Survey looks at changes in jobless rates among states

The darker the blue, the higher the ranking in unemployment rate change. Graphic WalletHub

Oct. 25. September’s jobs report showed a slowdown in growth. The economy gained 263,000 non-farm payroll jobs, down from 315,000 the previous month. In September, there were notable gains in sectors including health care and leisure and hospitality.

Now, the U.S. unemployment rate sits at 3.5%, down from the nearly historic high of 14.7 percent in April 2020, due to a combination of vaccinations and states removing restrictions.

However, inflation and the potential of a recession threaten to push the unemployment rate higher again if Federal Reserve rate increases are not able to stave them off.

In order to take stock of how unemployment rates are changing throughout the U.S., WalletHub compared the 50 states and the District of Columbia based on six key metrics that compare unemployment rate statistics from the latest month for which data is available (September 2022) to key dates in 2022, 2021, 2020 and 2019.

Findings on NC

North Carolina ranked 35th in unemployment rate changes by state.

Unemployment rate (September 2022): 3.6 percent  

—Change in unemployment (September 2022 vs. August 2022): 2.6 percent

—Change in unemployment (September 2022 vs. September 2021): -18.8 percent

—Change in unemployment (September 2022 vs. September 2020): -41.7 percent

—Change in unemployment (September 2022 vs. September 2019): -6.6 percent

—Not Seasonally Adjusted Continued Claims (September 2022 vs. August 2022): -7.1 percent

Other states

The states with the highest ranking in unemployment rate changes by state are: Minnesota, first, followed in order by North Dakota, Vermont ,New Hampshire and Missouri. The states with lowest rankings are: Delaware at 47th, followed by Nevada, District of Columbia, Alaska and Illinois.

Thoughts from an expert

Joe R. Eulberg

Joe R. Eulberg, assistant professor, College of Business, Innovation, Leadership and Technology – Marymount University, answered these questions for WalletHub.
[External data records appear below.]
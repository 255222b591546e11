//! Graph document model.
//!
//! A [`Graph`] is the immutable input snapshot handed to the compiler: blocks
//! placed by the user, each with a type reference and parameter values, plus
//! the connections between their ports. It serializes to the JSON document
//! exchanged with the diagram editor:
//!
//! ```json
//! {
//!   "metadata": { "name": "Simple gain" },
//!   "blocks": [
//!     { "id": "in", "type": "io.adc", "parameters": {} },
//!     { "id": "g", "type": "math.gain", "parameters": { "gain": 0.5 } },
//!     { "id": "out", "type": "io.dac", "parameters": {} }
//!   ],
//!   "connections": [
//!     { "from": { "blockId": "in", "portId": "left" }, "to": { "blockId": "g", "portId": "in" } },
//!     { "from": { "blockId": "g", "portId": "out" }, "to": { "blockId": "out", "portId": "left" } }
//!   ]
//! }
//! ```
//!
//! The model does no validation of its own; the compiler checks references,
//! signal kinds and driver counts against the block registry.

use std::collections::BTreeMap;

use serde::{Deserialize, Serialize};

/// Free-form document metadata.
#[derive(Clone, Debug, Default, PartialEq, Serialize, Deserialize)]
pub struct GraphMetadata {
    /// Patch name, echoed into the generated program header.
    #[serde(default, skip_serializing_if = "Option::is_none")]
    pub name: Option<String>,
    /// Optional author.
    #[serde(default, skip_serializing_if = "Option::is_none")]
    pub author: Option<String>,
    /// Optional description.
    #[serde(default, skip_serializing_if = "Option::is_none")]
    pub description: Option<String>,
    /// Editor-specific keys preserved as-is.
    #[serde(flatten)]
    pub extra: BTreeMap<String, serde_json::Value>,
}

/// A parameter value as stored in a graph document.
#[derive(Clone, Debug, PartialEq, Serialize, Deserialize)]
#[serde(untagged)]
pub enum ParamValue {
    /// Numeric value.
    Number(f64),
    /// Boolean toggle, read as 0.0 / 1.0.
    Bool(bool),
    /// Text; accepted if it parses as a number.
    Text(String),
}

impl ParamValue {
    /// Numeric interpretation, if there is one.
    pub fn as_f64(&self) -> Option<f64> {
        match self {
            ParamValue::Number(n) => Some(*n),
            ParamValue::Bool(b) => Some(if *b { 1.0 } else { 0.0 }),
            ParamValue::Text(s) => s.trim().parse().ok(),
        }
    }
}

impl From<f64> for ParamValue {
    fn from(value: f64) -> Self {
        ParamValue::Number(value)
    }
}

/// One placed block.
#[derive(Clone, Debug, PartialEq, Serialize, Deserialize)]
pub struct BlockInstance {
    /// Unique id within the graph.
    pub id: String,
    /// Block definition type id, e.g. `io.adc`.
    #[serde(rename = "type")]
    pub block_type: String,
    /// Parameter id to value.
    #[serde(default)]
    pub parameters: BTreeMap<String, ParamValue>,
}

impl BlockInstance {
    /// Creates a block with no parameters set.
    pub fn new(id: impl Into<String>, block_type: impl Into<String>) -> Self {
        Self {
            id: id.into(),
            block_type: block_type.into(),
            parameters: BTreeMap::new(),
        }
    }

    /// Sets a numeric parameter.
    pub fn with_param(mut self, id: impl Into<String>, value: f64) -> Self {
        self.parameters.insert(id.into(), ParamValue::Number(value));
        self
    }

    /// Raw numeric parameter value, if set and numeric.
    pub fn param(&self, id: &str) -> Option<f64> {
        self.parameters.get(id).and_then(ParamValue::as_f64)
    }
}

/// One end of a connection.
#[derive(Clone, Debug, PartialEq, Eq, Hash, PartialOrd, Ord, Serialize, Deserialize)]
#[serde(rename_all = "camelCase")]
pub struct PortRef {
    /// Block id.
    pub block_id: String,
    /// Port id on that block.
    pub port_id: String,
}

impl PortRef {
    /// Creates a port reference.
    pub fn new(block_id: impl Into<String>, port_id: impl Into<String>) -> Self {
        Self {
            block_id: block_id.into(),
            port_id: port_id.into(),
        }
    }
}

/// A directed connection from an output port to an input port.
#[derive(Clone, Debug, PartialEq, Eq, Serialize, Deserialize)]
pub struct Connection {
    /// Driving output.
    pub from: PortRef,
    /// Driven input.
    pub to: PortRef,
}

impl Connection {
    /// Creates a connection `from_block.from_port -> to_block.to_port`.
    pub fn new(from_block: &str, from_port: &str, to_block: &str, to_port: &str) -> Self {
        Self {
            from: PortRef::new(from_block, from_port),
            to: PortRef::new(to_block, to_port),
        }
    }
}

/// A complete dataflow graph document.
#[derive(Clone, Debug, Default, PartialEq, Serialize, Deserialize)]
pub struct Graph {
    /// Document metadata.
    #[serde(default)]
    pub metadata: GraphMetadata,
    /// Blocks in document order.
    #[serde(default)]
    pub blocks: Vec<BlockInstance>,
    /// Connections in document order.
    #[serde(default)]
    pub connections: Vec<Connection>,
}

impl Graph {
    /// Creates an empty graph with a name.
    pub fn new(name: impl Into<String>) -> Self {
        Self {
            metadata: GraphMetadata {
                name: Some(name.into()),
                ..GraphMetadata::default()
            },
            ..Self::default()
        }
    }

    /// Parses a JSON graph document.
    pub fn from_json(json: &str) -> Result<Self, serde_json::Error> {
        serde_json::from_str(json)
    }

    /// Serializes to pretty-printed JSON.
    pub fn to_json(&self) -> Result<String, serde_json::Error> {
        serde_json::to_string_pretty(self)
    }

    /// Adds a block.
    pub fn with_block(mut self, block: BlockInstance) -> Self {
        self.blocks.push(block);
        self
    }

    /// Adds a connection.
    pub fn with_connection(
        mut self,
        from_block: &str,
        from_port: &str,
        to_block: &str,
        to_port: &str,
    ) -> Self {
        self.connections
            .push(Connection::new(from_block, from_port, to_block, to_port));
        self
    }

    /// Finds a block by id.
    pub fn block(&self, id: &str) -> Option<&BlockInstance> {
        self.blocks.iter().find(|b| b.id == id)
    }

    /// Document index of a block.
    pub fn index_of(&self, id: &str) -> Option<usize> {
        self.blocks.iter().position(|b| b.id == id)
    }

    /// Connections driving the given input port.
    pub fn drivers_of<'a>(
        &'a self,
        block_id: &'a str,
        port_id: &'a str,
    ) -> impl Iterator<Item = &'a Connection> + 'a {
        self.connections
            .iter()
            .filter(move |c| c.to.block_id == block_id && c.to.port_id == port_id)
    }

    /// Returns `true` if the given input port has a driver.
    pub fn is_input_connected(&self, block_id: &str, port_id: &str) -> bool {
        self.drivers_of(block_id, port_id).next().is_some()
    }

    /// Returns `true` if the given output port feeds at least one input.
    pub fn is_output_connected(&self, block_id: &str, port_id: &str) -> bool {
        self.connections
            .iter()
            .any(|c| c.from.block_id == block_id && c.from.port_id == port_id)
    }
}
What are the best ways for state and local authorities to ensure a cost-effective rebound from the economic aftermath of the pandemic?

State and local authorities are seeing post-pandemic economic progress in large part because they are encouraging organizations to pay better and to have better job offerings. Job seekers like the greater work flexibility and the reality that pay rates have been consistently moving up.

What are the most resilient industries and fields during the current crisis?

Areas like health care (especially pharma), tech, financial services, and transportation stayed strong in the pandemic and continue to do so.

What job skills do you think will be the most sought after in the post-coronavirus job market?

Because there was so much decline in service industries (e.g. hospitality, restaurants, travel) there has been a need to bring back those job skills.

What’s in store for the job market in 2022?

The 2022 job market so far has had greater volatility, in large part because people have much greater choices in jobs. People are less afraid to leave their jobs because the option of more flexible and higher-paying jobs are more readily available. It is likely there will be more voluntary job changes in the market than we have seen for years.